Warning: I am opening myself up for a crotch kick with this post...

Yet, I see a trend here that I find disturbing.

I am a gay rights advocate, and I see a major problem with my 'peers' here.

Why is it that for gay rights advocates, the mentality is that you MUST personally agree with homosexual lifestyles on a moral level in order to support gay rights?

Who's insisting on conformity now?

It doesn't make sense. You can support for the rights of individuals to persue their own lifestyles and relationships (as long as they don't infringe on others safety or rights) without having to morally agree with those lifestyles and relationships. That's what tolerance is about.

What I am finding is that many gay rights advocates don't want tolerance...they want moral conformity, but of a different brand and breed then christian-rightism. And it is wanting this conformity and argueing from such a position that propigates the moral division of America. This behavior sends those with judeo-christian values running to their ministers and conservative politicians where they can be played like puppets; end 
results - electing people who truely do not make decisions that is best for the american people.
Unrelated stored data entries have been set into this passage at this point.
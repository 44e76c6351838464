use std::{
    collections::{HashMap, HashSet},
    fmt::{Debug, Display},
    hash::Hash,
};

use petgraph::{
    graph::EdgeIndex,
    graph::NodeIndex,
    prelude::DiGraph,
    visit::{EdgeRef, IntoEdgesDirected, IntoNodeReferences},
    Direction::Outgoing,
    Graph,
};

/// Node handle shared by both the NFA and the DFA graphs.
pub type StateId = NodeIndex;

pub enum AutomatonState<StateType> {
    Accepting(StateType),
    Intermediate(usize),
}

enum NfaEdge<TransitionType> {
    Epsilon,
    Transition(TransitionType),
}

impl<TransitionType: Debug> Debug for NfaEdge<TransitionType> {
    fn fmt(&self, f: &mut std::fmt::Formatter<'_>) -> std::fmt::Result {
        match self {
            Self::Epsilon => write!(f, "ε"),
            Self::Transition(t) => write!(f, "{:?}", t),
        }
    }
}

impl<TransitionType: Display> Display for NfaEdge<TransitionType> {
    fn fmt(&self, f: &mut std::fmt::Formatter<'_>) -> std::fmt::Result {
        match self {
            Self::Epsilon => write!(f, "ε"),
            Self::Transition(t) => write!(f, "{}", t),
        }
    }
}

pub struct Nfa<StateType, TransitionType> {
    graph: Graph<AutomatonState<StateType>, NfaEdge<TransitionType>>,
    intermediate_counter: usize,
}

impl<StateType, TransitionType> Nfa<StateType, TransitionType> {
    pub fn new() -> Self {
        Nfa {
            graph: DiGraph::new(),
            intermediate_counter: 0,
        }
    }

    pub fn add_intermediate_state(&mut self) -> NodeIndex {
        let added_node = self
            .graph
            .add_node(AutomatonState::Intermediate(self.intermediate_counter));
        // let intermediate_id = self.intermediate_counter; // TODO: return?
        self.intermediate_counter += 1;
        added_node
    }

    pub fn add_accepting_state(&mut self, state: StateType) -> NodeIndex {
        self.graph.add_node(AutomatonState::Accepting(state))
    }

    pub fn add_epsilon_transition(&mut self, start: NodeIndex, end: NodeIndex) -> EdgeIndex {
        self.graph.add_edge(start, end, NfaEdge::Epsilon)
    }

    pub fn add_transition(
        &mut self,
        start: NodeIndex,
        end: NodeIndex,
        transition: TransitionType,
    ) -> EdgeIndex {
        self.graph
            .add_edge(start, end, NfaEdge::Transition(transition))
    }
}

pub struct Dfa<StateType, TransitionType> {
    graph: Graph<AutomatonState<StateType>, TransitionType>,
    intermediate_counter: usize,
}

impl<StateType, TransitionType> Dfa<StateType, TransitionType> {
    pub fn new() -> Self {
        Dfa {
            graph: DiGraph::new(),
            intermediate_counter: 0,
        }
    }

    pub fn add_intermediate_state(&mut self) -> NodeIndex {
        let added_node = self
            .graph
            .add_node(AutomatonState::Intermediate(self.intermediate_counter));
        // let intermediate_id = self.intermediate_counter; // TODO: return?
        self.intermediate_counter += 1;
        added_node
    }

    pub fn add_accepting_state(&mut self, state: StateType) -> NodeIndex {
        self.graph.add_node(AutomatonState::Accepting(state))
    }

    pub fn add_transition(
        &mut self,
        start: NodeIndex,
        end: NodeIndex,
        transition: TransitionType,
    ) -> EdgeIndex {
        self.graph.add_edge(start, end, transition)
    }

    pub fn states(&self) -> impl Iterator<Item = (NodeIndex, &AutomatonState<StateType>)> {
        self.graph.node_references()
    }

    pub fn transitions_from(
        &self,
        node: NodeIndex,
    ) -> impl Iterator<Item = (&TransitionType, NodeIndex)> {
        self.graph
            .edges_directed(node, Outgoing)
            .map(|eref| (eref.weight(), eref.target()))
    }
}

impl<StateType: Clone, TransitionType: Clone + Eq + Hash> Nfa<StateType, TransitionType> {
    fn epsilon_closure(&self, start_nodes: Vec<NodeIndex>, closure: &mut HashSet<NodeIndex>) {
        for start_node in start_nodes {
            closure.insert(start_node);
            let edges = self
                .graph
                .edges_directed(start_node, petgraph::Direction::Outgoing);
            for edge in edges {
                if let NfaEdge::Epsilon = edge.weight() {
                    let target = edge.target();
                    if !closure.contains(&target) {
                        self.epsilon_closure(vec![target], closure);
                    }
                }
            }
        }
    }

    fn add_powerset_to_dfa(
        &self,
        dfa: &mut Graph<HashSet<NodeIndex>, TransitionType>,
        nodes: Vec<NodeIndex>,
    ) -> NodeIndex {
        let mut closure = HashSet::new(); // TODO: test perf of different data structures
        self.epsilon_closure(nodes, &mut closure);

        // find an existing node with the same powerset
        let node_dfa_opt: Option<NodeIndex> = dfa
            .node_references()
            .find(|(_, w)| w == &&closure)
            .map(|(i, _)| i);
        if let Some(node_dfa) = node_dfa_opt {
            // if the powerset exists, no need to recompute
            node_dfa
        } else {
            // if the powerset is new, add it to the graph and recurse
            let node_dfa = dfa.add_node(closure.clone());

            let mut target_multi_map: HashMap<TransitionType, Vec<NodeIndex>> = HashMap::new();
            for node in closure {
                let edges = self
                    .graph
                    .edges_directed(node, petgraph::Direction::Outgoing);
                for edge in edges {
                    if let NfaEdge::Transition(t) = edge.weight() {
                        let target = edge.target();
                        target_multi_map
                            .entry(t.clone())
                            .or_insert(Vec::new())
                            .push(target);
                    }
                }
            }
            for (t, targets) in target_multi_map {
                let target_dfa = self.add_powerset_to_dfa(dfa, targets);
                dfa.add_edge(node_dfa, target_dfa, t);
            }
            node_dfa
        }
    }

    fn convert_powerset_to_dfa(
        &self,
        powerset_dfa: &Graph<HashSet<NodeIndex>, TransitionType>,
        tmp_id: &mut usize,
        dfa: &mut Dfa<Vec<StateType>, TransitionType>,
        visited: &mut HashMap<NodeIndex, NodeIndex>,
        node: NodeIndex,
    ) -> NodeIndex {
        let mut accepts = Vec::new();
        let powerset = powerset_dfa.node_weight(node).unwrap();
        for nfa_index in powerset {
            let state = self.graph.node_weight(*nfa_index);
            if let Some(AutomatonState::Accepting(s)) = state {
                accepts.push(s.clone());
            }
        }
        let start = if !accepts.is_empty() {
            dfa.add_accepting_state(accepts)
        } else {
            dfa.add_intermediate_state()
        };
        visited.insert(node, start);

        for edge in powerset_dfa.edges_directed(node, petgraph::Direction::Outgoing) {
            let end = if let Some(end) = visited.get(&edge.target()) {
                *end
            } else {
                self.convert_powerset_to_dfa(powerset_dfa, tmp_id, dfa, visited, edge.target())
            };
            dfa.add_transition(start, end, edge.weight().clone());
        }
        start
    }

    pub fn powerset_construction(
        &self,
        entrypoint: NodeIndex,
    ) -> Dfa<Vec<StateType>, TransitionType> {
        let mut powerset_dfa: Graph<HashSet<NodeIndex>, TransitionType> = DiGraph::new();

        let start_dfa = self.add_powerset_to_dfa(&mut powerset_dfa, vec![entrypoint]);

        let mut tmp_id = 0;
        let mut dfa = Dfa::new();

        let mut visited = HashMap::new();
        self.convert_powerset_to_dfa(
            &powerset_dfa,
            &mut tmp_id,
            &mut dfa,
            &mut visited,
            start_dfa,
        );

        dfa
    }
}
If anyone wants to know why the democrates have been losing elections lately, then they should read this thread. If you want to see "the moral majority" act in a tolerant way and not fight against gay marriage, then be tolerant of their beliefs and rights to personally disagree with gay lifestyles first. If you don't want the "moral majority" to discredit your beliefs, then don't discredit their rights to theirs. And, if you don't want to be stereotyped with words like "liberals", then don't behave in ways that fit those negative stereotypes.

I am a gay rights advocate, and I proudly voted in favor of gay marriage despite the overwhleming opposition by my church, some of my family, and my community...

Yet, I think that tolerance should be bi-sexual, in that it should go both ways...  

Paul


----------



## shesulsa (Dec 16, 2004)

Paul, your post is a very interesting one.  I must ask - what exactly does the word "lifestyle" mean when we are talking about sexual preference?

 To me, a "lifestyle" is how one lives one's life - either they appreciate wine, ale or liquor, they either procure these items and enjoy them in the home or they bar hop or seek wine tasting events regularly or perhaps take the limo to the wineries.  Frequenting backroom bars is a lifestyle that is practiced amongst all sexual persuasions.  So are furtive, casual sexual liaisons in public places.  Hugh Hefner lives a lifestyle which includes extravagance and partying and open sexuality, but he is not gay and he pursues his sexuality in a particular way which is conducive to his lifestyle.

 So we talk about approving of or not approving of "The Gay Lifestyle."  What the hell is that supposed to mean, really??  Is there a handbook?  Did I miss an e-mail?

 We use this word as a euphemism for something we perceive homosexuals do - whatever that means in our uninformed minds.  And what exactly does it mean to "agree with the gay lifestyle?"  Does this mean I think it rocks or that I agree with the acts some folks associate with homosexual behavior?  And still - what does that even mean??  Am I to decide to agree with male-to-male sodomy or female-to-female ***********?  Agree??? with a sex act????  Does anyone else see the conflict of terms here?  If I agree with a sex act, I'd better be asked to have it, not give permission for someone else to do so!:ultracool

 To me, a lifestyle is indicative of how a person spends their money, manages their resources, recreates, strategizes their life, pays their bills, and seeks avenues for pleasure - not the pleasure itself.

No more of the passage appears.